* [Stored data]
# # #

use crate::analytics::DetectorConfig;
use crate::error::Result;
use crate::handlers::database::types::DatabaseConfig;
use crate::logging::LogRotation;
use serde::{Deserialize, Serialize};
use std::path::Path;
use tracing::info;

/// 設定ファイルの探索順
pub const CONFIG_PATHS: [&str; 3] = [
    "ride-insights.toml",
    "config.toml",
    "config/ride-insights.toml",
];

pub const SAMPLE_CONFIG_PATH: &str = "ride-insights.toml.example";

#[derive(Debug, Clone, Default, Deserialize, Serialize)]
pub struct AppConfig {
    pub server: ServerConfig,
    pub database: DatabaseConfig,
    pub analytics: AnalyticsConfig,
}

#[derive(Debug, Clone, Deserialize, Serialize)]
pub struct ServerConfig {
    pub bind_addr: String,
    pub log_level: String,
    /// 指定時はローテーション付きのファイル出力を追加
    pub log_dir: Option<String>,
    pub log_json: bool,
    /// daily | hourly | never
    pub log_rotation: LogRotation,
}

impl Default for ServerConfig {
    fn default() -> Self {
        Self {
            bind_addr: "127.0.0.1:8080".to_string(),
            log_level: "info".to_string(),
            log_dir: None,
            log_json: false,
            log_rotation: LogRotation::Daily,
        }
    }
}

#[derive(Debug, Clone, Deserialize, Serialize)]
pub struct AnalyticsConfig {
    /// 異常検知スナップショットの上限件数
    pub snapshot_limit: u32,
    pub z_threshold: f64,
    /// 運賃分析に必要なゾーン内の最小件数
    pub min_zone_trips: usize,
    pub fare_epsilon: f64,
    pub route_limit: u32,
    pub listing_page_size: u32,
}

impl Default for AnalyticsConfig {
    fn default() -> Self {
        Self {
            snapshot_limit: 10_000,
            z_threshold: 2.0,
            min_zone_trips: 10,
            fare_epsilon: 1e-9,
            route_limit: 10,
            listing_page_size: 50,
        }
    }
}

impl AnalyticsConfig {
    pub fn detector_config(&self) -> DetectorConfig {
        DetectorConfig {
            z_threshold: self.z_threshold,
            min_zone_trips: self.min_zone_trips,
            variance_epsilon: self.fare_epsilon,
        }
    }
}

impl AppConfig {
    /// 設定ファイルから読み込み、環境変数で上書き
    pub fn load() -> Result<Self> {
        let path = CONFIG_PATHS.iter().copied().find(|p| Path::new(p).exists());
        Self::load_from(path)
    }

    /// 指定パスの設定ファイルと環境変数から読み込み
    ///
    /// UTF-8として表せないパスは黙って無視せずエラーにする
    pub fn load_path(path: &Path) -> Result<Self> {
        let path = path.to_str().ok_or_else(|| {
            crate::error::Error::Config(format!(
                "configuration path is not valid UTF-8: {}",
                path.display()
            ))
        })?;
        Self::load_from(Some(path))
    }

    /// 指定ファイル（任意）と環境変数から読み込み
    pub fn load_from(path: Option<&str>) -> Result<Self> {
        let mut settings = config::Config::builder();

        // デフォルト値を設定
        settings = settings.add_source(config::Config::try_from(&AppConfig::default())?);

        if let Some(path) = path {
            info!(path, "loading configuration file");
            settings = settings.add_source(config::File::with_name(path));
        }

        // 環境変数で上書き (例: RIDES__DATABASE__URL)
        settings = settings.add_source(
            config::Environment::with_prefix("RIDES")
                .prefix_separator("__")
                .separator("__")
                .try_parsing(true),
        );

        let mut config: AppConfig = settings.build()?.try_deserialize()?;

        // 慣例的な環境変数も直接対応
        if let Ok(url) = std::env::var("DATABASE_URL") {
            config.database.url = url;
        }
        if let Ok(bind_addr) = std::env::var("BIND_ADDR") {
            config.server.bind_addr = bind_addr;
        }

        config.validate()?;
        Ok(config)
    }

    pub fn validate(&self) -> Result<()> {
        self.database
            .validate()
            .map_err(|e| crate::error::Error::Config(e.to_string()))?;

        let analytics = &self.analytics;
        if !(analytics.z_threshold.is_finite() && analytics.z_threshold > 0.0) {
            return Err(crate::error::Error::Config(format!(
                "analytics.z_threshold must be positive, got {}",
                analytics.z_threshold
            )));
        }
        if analytics.min_zone_trips == 0 {
            return Err(crate::error::Error::Config(
                "analytics.min_zone_trips must be at least 1".to_string(),
            ));
        }
        if analytics.snapshot_limit == 0 || analytics.listing_page_size == 0 {
            return Err(crate::error::Error::Config(
                "analytics limits must be positive".to_string(),
            ));
        }
        Ok(())
    }

    /// サンプル設定の内容
    pub fn sample_config() -> Result<String> {
        let toml_content = toml::to_string_pretty(&AppConfig::default())
            .map_err(|e| crate::error::Error::Config(e.to_string()))?;

        Ok(format!(
            r#"# ride-insights Configuration File
#
# このファイルは ride-insights.toml として保存してください
# 環境変数での上書きも可能です (例: RIDES__SERVER__BIND_ADDR=0.0.0.0:8080)
# DATABASE_URL と BIND_ADDR は直接参照されます

{}
# 設定説明:
#
# [server]
# bind_addr = HTTP サーバーのバインドアドレス
# log_level = ログレベル (trace, debug, info, warn, error)。RUST_LOG が優先
# log_dir = 指定するとログをファイルにも出力
# log_json = true で JSON 形式のログ
# log_rotation = ファイルのローテーション (daily, hourly, never)
#
# [database]
# url = 接続URL (postgres://... または sqlite:...)
# dialect = postgres | sqlite
#
# [analytics]
# snapshot_limit = 異常検知で取得する最大件数
# z_threshold = 異常とみなす |Zスコア| の閾値
# min_zone_trips = 運賃分析の対象となるゾーン内最小件数
# fare_epsilon = 標準偏差がこれ未満なら判定しない
# route_limit = ルートランキングの件数
# listing_page_size = 一覧の既定ページサイズ
"#,
            toml_content
        ))
    }

    /// サンプル設定ファイルを生成
    pub fn generate_sample_config(path: &Path) -> Result<()> {
        std::fs::write(path, Self::sample_config()?)?;
        info!(path = %path.display(), "sample configuration written");
        Ok(())
    }
}
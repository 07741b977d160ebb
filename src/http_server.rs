//! HTTP Server for ride insights
//!
//! クエリ文字列をFilterSpecに変換し、各ビューへ委譲する薄い層。

use axum::{
    extract::{Query, State},
    http::StatusCode,
    response::{IntoResponse, Json, Response},
    routing::get,
    Router,
};
use serde_json::json;
use std::sync::Arc;
use tokio::net::TcpListener;
use tower_http::{cors::CorsLayer, trace::TraceLayer};
use tracing::{debug, error, info, warn};

use crate::{
    analytics::{AnomalyDetector, AnomalyReport},
    config::AnalyticsConfig,
    error::{Error, Result},
    filter::RawFilterQuery,
    handlers::database::RideStore,
    views::{
        DailyCount, HeatmapCell, Page, RideViews, RouteCount, TripListing, TripTotals, Zone,
        ZoneStats,
    },
};

/// 一覧の1ページあたり上限
pub const MAX_PAGE_SIZE: u32 = 500;

/// ハンドラ間で共有される状態
#[derive(Clone)]
pub struct AppState {
    pub views: RideViews,
    pub detector: Arc<AnomalyDetector>,
    pub analytics: Arc<AnalyticsConfig>,
}

impl AppState {
    pub fn new(store: Arc<dyn RideStore>, analytics: AnalyticsConfig) -> Self {
        Self {
            views: RideViews::new(store).with_route_limit(analytics.route_limit),
            detector: Arc::new(AnomalyDetector::new(analytics.detector_config())),
            analytics: Arc::new(analytics),
        }
    }
}

/// クエリ文字列のキーと値の組
///
/// 同じキーの繰り返しを許すため、構造体ではなく組の列として受け取る
type QueryPairs = Query<Vec<(String, String)>>;

/// ページ指定（未指定は設定の既定値）
#[derive(Debug, Default, Clone, Copy, PartialEq, Eq)]
pub struct PageQuery {
    pub limit: Option<u32>,
    pub offset: Option<u32>,
}

impl PageQuery {
    /// 数値として読めない値は捨て、読めた最後の値を採用する
    pub fn from_pairs(pairs: &[(String, String)]) -> Self {
        let mut page = Self::default();
        for (key, value) in pairs {
            let slot = match key.as_str() {
                "limit" => &mut page.limit,
                "offset" => &mut page.offset,
                _ => continue,
            };
            match value.trim().parse::<u32>() {
                Ok(n) => *slot = Some(n),
                Err(_) => debug!(key = %key, value = %value, "dropping malformed page value"),
            }
        }
        page
    }

    /// 既定値と上限を適用
    pub fn resolve(self, default_limit: u32) -> Page {
        Page {
            limit: self.limit.unwrap_or(default_limit).clamp(1, MAX_PAGE_SIZE),
            offset: self.offset.unwrap_or(0),
        }
    }
}

/// ゾーン統計の対象
#[derive(Debug, Default, Clone, PartialEq, Eq)]
pub struct ZoneQuery {
    pub zone_id: Option<String>,
}

impl ZoneQuery {
    pub fn from_pairs(pairs: &[(String, String)]) -> Self {
        let zone_id = pairs
            .iter()
            .filter(|(key, _)| matches!(key.as_str(), "zoneId" | "zone" | "zone_id"))
            .map(|(_, value)| value.clone())
            .last();
        Self { zone_id }
    }
}

impl IntoResponse for Error {
    fn into_response(self) -> Response {
        let status =
            StatusCode::from_u16(self.status_code()).unwrap_or(StatusCode::INTERNAL_SERVER_ERROR);

        // 詳細はログのみ。クライアントには分類だけを返す
        if status.is_server_error() {
            error!(error = %self, "request failed");
        } else {
            warn!(error = %self, "rejected request");
        }

        let message = match &self {
            Error::InvalidInput(m) | Error::MissingParameter(m) => m.clone(),
            _ => "internal error".to_string(),
        };
        let body = json!({ "error": self.kind(), "message": message });
        (status, Json(body)).into_response()
    }
}

pub fn router(state: AppState) -> Router {
    Router::new()
        .route("/health", get(health))
        .route("/api/routes", get(route_ranking))
        .route("/api/heatmap", get(heat_map))
        .route("/api/timeseries", get(time_series))
        .route("/api/totals", get(filtered_totals))
        .route("/api/overview", get(city_overview))
        .route("/api/trips", get(filtered_listing))
        .route("/api/zones", get(list_zones))
        .route("/api/zone-stats", get(zone_stats))
        .route("/api/anomalies", get(anomalies))
        .layer(TraceLayer::new_for_http())
        .layer(CorsLayer::permissive())
        .with_state(state)
}

/// HTTPサーバーを起動
pub async fn serve(addr: &str, state: AppState) -> Result<()> {
    let app = router(state);

    info!(addr, "starting HTTP server");
    let listener = TcpListener::bind(addr).await?;
    axum::serve(listener, app).await?;

    Ok(())
}

async fn health(State(state): State<AppState>) -> Result<Json<serde_json::Value>> {
    state.views.store().ping().await?;
    Ok(Json(json!({
        "status": "ok",
        "dialect": state.views.store().dialect().to_string(),
    })))
}

async fn route_ranking(
    State(state): State<AppState>,
    Query(pairs): QueryPairs,
) -> Result<Json<Vec<RouteCount>>> {
    let spec = RawFilterQuery::from_pairs(pairs).into_spec();
    Ok(Json(state.views.route_ranking(&spec).await?))
}

async fn heat_map(
    State(state): State<AppState>,
    Query(pairs): QueryPairs,
) -> Result<Json<Vec<HeatmapCell>>> {
    let spec = RawFilterQuery::from_pairs(pairs).into_spec();
    Ok(Json(state.views.heat_map(&spec).await?))
}

async fn time_series(
    State(state): State<AppState>,
    Query(pairs): QueryPairs,
) -> Result<Json<Vec<DailyCount>>> {
    let spec = RawFilterQuery::from_pairs(pairs).into_spec();
    Ok(Json(state.views.time_series(&spec).await?))
}

async fn filtered_totals(
    State(state): State<AppState>,
    Query(pairs): QueryPairs,
) -> Result<Json<TripTotals>> {
    let spec = RawFilterQuery::from_pairs(pairs).into_spec();
    Ok(Json(state.views.filtered_totals(&spec).await?))
}

async fn city_overview(State(state): State<AppState>) -> Result<Json<TripTotals>> {
    Ok(Json(state.views.city_overview().await?))
}

async fn filtered_listing(
    State(state): State<AppState>,
    Query(pairs): QueryPairs,
) -> Result<Json<Vec<TripListing>>> {
    let page = PageQuery::from_pairs(&pairs).resolve(state.analytics.listing_page_size);
    let spec = RawFilterQuery::from_pairs(pairs).into_spec();
    Ok(Json(state.views.filtered_listing(&spec, page).await?))
}

async fn list_zones(State(state): State<AppState>) -> Result<Json<Vec<Zone>>> {
    Ok(Json(state.views.list_zones().await?))
}

async fn zone_stats(
    State(state): State<AppState>,
    Query(pairs): QueryPairs,
) -> Result<Json<ZoneStats>> {
    let query = ZoneQuery::from_pairs(&pairs);
    let raw = query
        .zone_id
        .as_deref()
        .map(str::trim)
        .filter(|s| !s.is_empty())
        .ok_or_else(|| Error::MissingParameter("zoneId is required".to_string()))?;
    let zone_id = raw
        .parse::<i64>()
        .ok()
        .filter(|id| *id > 0)
        .ok_or_else(|| Error::InvalidInput(format!("invalid zone id: {}", raw)))?;

    state
        .views
        .zone_stats(zone_id)
        .await?
        .map(Json)
        .ok_or_else(|| Error::InvalidInput(format!("unknown zone id: {}", zone_id)))
}

async fn anomalies(State(state): State<AppState>) -> Result<Json<AnomalyReport>> {
    let rides = state
        .views
        .fetch_anomaly_snapshot(state.analytics.snapshot_limit)
        .await?;
    Ok(Json(state.detector.detect(&rides)))
}
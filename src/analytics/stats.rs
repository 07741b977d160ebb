//! Statistics Helper
//!
//! 平均と母標準偏差（Nで割る）

use serde::{Deserialize, Serialize};

/// 算術平均
///
/// 空の入力は呼び出し側で除外すること（NaNになる）
pub fn mean(values: &[f64]) -> f64 {
    debug_assert!(!values.is_empty(), "mean of an empty sequence");
    values.iter().sum::<f64>() / values.len() as f64
}

/// 与えられた平均からの母標準偏差
pub fn std_dev(values: &[f64], mean: f64) -> f64 {
    debug_assert!(!values.is_empty(), "std_dev of an empty sequence");
    let variance = values.iter().map(|v| (v - mean).powi(2)).sum::<f64>() / values.len() as f64;
    variance.sqrt()
}

/// 要約統計量
#[derive(Debug, Clone, Copy, PartialEq, Serialize, Deserialize)]
pub struct Summary {
    pub count: usize,
    pub mean: f64,
    pub std_dev: f64,
}

impl Summary {
    /// 空ならNone
    pub fn of(values: &[f64]) -> Option<Self> {
        if values.is_empty() {
            return None;
        }
        let mean = mean(values);
        Some(Self {
            count: values.len(),
            mean,
            std_dev: std_dev(values, mean),
        })
    }

    /// 分散が実質ゼロか
    pub fn is_degenerate(&self, epsilon: f64) -> bool {
        self.std_dev < epsilon
    }

    /// 符号付きZスコア。縮退時は呼ばないこと
    pub fn z_score(&self, value: f64) -> f64 {
        (value - self.mean) / self.std_dev
    }
}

# # #

* [Work instruction] Could you work out how many lines above contain the string "body"? Answer with the number only.

* [Response box] 2